ドイツのアンゲラ・メルケル首相と国内16州の首相は4月30日の電話会議で、新型コロナウイルスの感染拡大を防ぐために行っている規制の部分解除を決議した。新型コロナ規制の緩和決議は2度目。メルケル首相は同日の会議での緩和決議に否定的な立場を表明してきたが、規制の決定権を持つ州のなかからさらなる緩和を求める強い声が出たことから、今回の緩和が取り決められた。
国(連邦)と州は3月中旬、新型コロナの感染が急速に拡大したことを受けて、学校と保育施設の閉鎖、国境管理の導入、スーパーマーケットや薬局、銀行など基本的な生活の維持に必要な店舗を除くサービス事業者の営業停止を矢継ぎ早に導入した。その効果で感染拡大のスピードが鈍化したことから、メルケル首相と州首相は4月15日、規制緩和の第一弾を決議。自転車販売店、自動車販売店、書店および売り場面積800平方メートル以下の小売店は営業を再開できるようになった。多くの州はこれらの規制緩和を20日から実施した。

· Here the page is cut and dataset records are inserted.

//! Project configuration parsing
//!
//! This module handles loading and validating the project file.
//!
//! # Configuration Files
//!
//! - `manifold.yaml` - Project root configuration

use serde::{Deserialize, Serialize};
use std::path::{Path, PathBuf};

use crate::error::{Error, Result};

/// Root project configuration from `manifold.yaml`
#[derive(Debug, Clone, Serialize, Deserialize)]
pub struct ProjectConfig {
    /// Project name
    pub name: String,

    /// Gateway endpoint configuration
    #[serde(default)]
    pub gateway: GatewayConfig,

    /// Local session settings
    #[serde(default)]
    pub session: SessionConfig,
}

/// Remote gateway settings
#[derive(Debug, Clone, Serialize, Deserialize)]
pub struct GatewayConfig {
    /// Base URL of the configuration gateway
    #[serde(default = "default_gateway_url")]
    pub url: String,
}

impl Default for GatewayConfig {
    fn default() -> Self {
        Self {
            url: default_gateway_url(),
        }
    }
}

fn default_gateway_url() -> String {
    "http://localhost:8000".to_string()
}

/// Local session settings
#[derive(Debug, Clone, Serialize, Deserialize)]
pub struct SessionConfig {
    /// Directory for the editing session file
    #[serde(default = "default_session_dir")]
    pub dir: String,
}

impl Default for SessionConfig {
    fn default() -> Self {
        Self {
            dir: default_session_dir(),
        }
    }
}

fn default_session_dir() -> String {
    ".manifold".to_string()
}

/// Main configuration container
#[derive(Debug, Clone)]
pub struct Config {
    /// Project configuration
    pub project: ProjectConfig,

    /// Base path of the project
    pub base_path: PathBuf,
}

impl Config {
    /// Load configuration from a directory or a `manifold.yaml` file
    pub fn load<P: AsRef<Path>>(path: P) -> Result<Self> {
        let path = path.as_ref();

        let (config_path, base_path) = if path.is_dir() {
            (path.join("manifold.yaml"), path.to_path_buf())
        } else {
            (
                path.to_path_buf(),
                path.parent().unwrap_or(Path::new(".")).to_path_buf(),
            )
        };

        if !config_path.exists() {
            return Err(Error::ConfigNotFound {
                path: config_path.display().to_string(),
            });
        }

        let contents = std::fs::read_to_string(&config_path)?;
        let project: ProjectConfig = serde_yaml::from_str(&contents)?;

        Ok(Self { project, base_path })
    }

    /// Path of the session file holding the editor state between runs
    pub fn session_file(&self) -> PathBuf {
        self.base_path
            .join(&self.project.session.dir)
            .join("session.yaml")
    }
}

緩和が新型コロナの感染拡大につながらないかどうかの評価を下すには最低2週間の時間の経過が必要なことから、メルケル首相は30日の会議で追加緩和を決めることに反対してきたが、制限措置の長期化に伴う負の影響を懸念する声は強く、妥協せざるを得なくなった格好だ。同首相は「ドイツは連邦制の国だ。地域による違いは常にある」と述べた。その一方で、全国統一の対新型コロナ戦略が必要だとも明言し、国と州の決議を通して足並みをそろえることの重要性も強調した。
今回の決議では一般信者が参加する教会などでの宗教行事、遊び場の利用、博物館・記念場・動植物園の再オープンを認めることを取り決めた。感染予防策の実施を条件としていることから、例えばミサで聖歌を歌うことは認められない。
緩和の具体的なルールは各州政府が制定。ほとんどの州は4日から第二弾の緩和を実施した。
国と州はこのほか、不急不要の手術を病院が再開できるようにすることも取り決めた。当局は新型コロナの重症・重篤患者が急増して医療崩壊する事態を避けるために、3月16日以降、集中治療用ベッドの40%を空けておくことを病院に命じてきたが、新規感染者数の減少傾向が続き現時点で感染爆発の恐れがないことから、この規制措置も緩和することにした。国と州の決議には、特定の疾患の患者グループだけを長期的・独占的に優先することは正当化できないと明記されている。
レストラン営業解禁の州も
一部の州は国との決議から逸脱するルールを制定しており、ノルトライン・ヴェストファーレン(NRW)は売り場面積800平方メートル超の家具販売店の営業を4月下旬から認めている。メクレンブルク・フォーポマーン、バーデン・ヴュルテンベルク、テューリンゲンの3州は売り場面積規制を5月4日までに全面解除した。
ニーダーザクセン州政府は4日、州独自の制限緩和方針を発表した。小売店の売り場面積規制を11日付で解除するほか、レストラン、喫茶店、ビアガーデンの営業を、稼働率50%を上限に同日から認める意向だ。ホテルについても同50%以下を条件に25日から営業を再開できるようにする。バー、居酒屋(クナイペ)、ディスコについては営業禁止を継続する。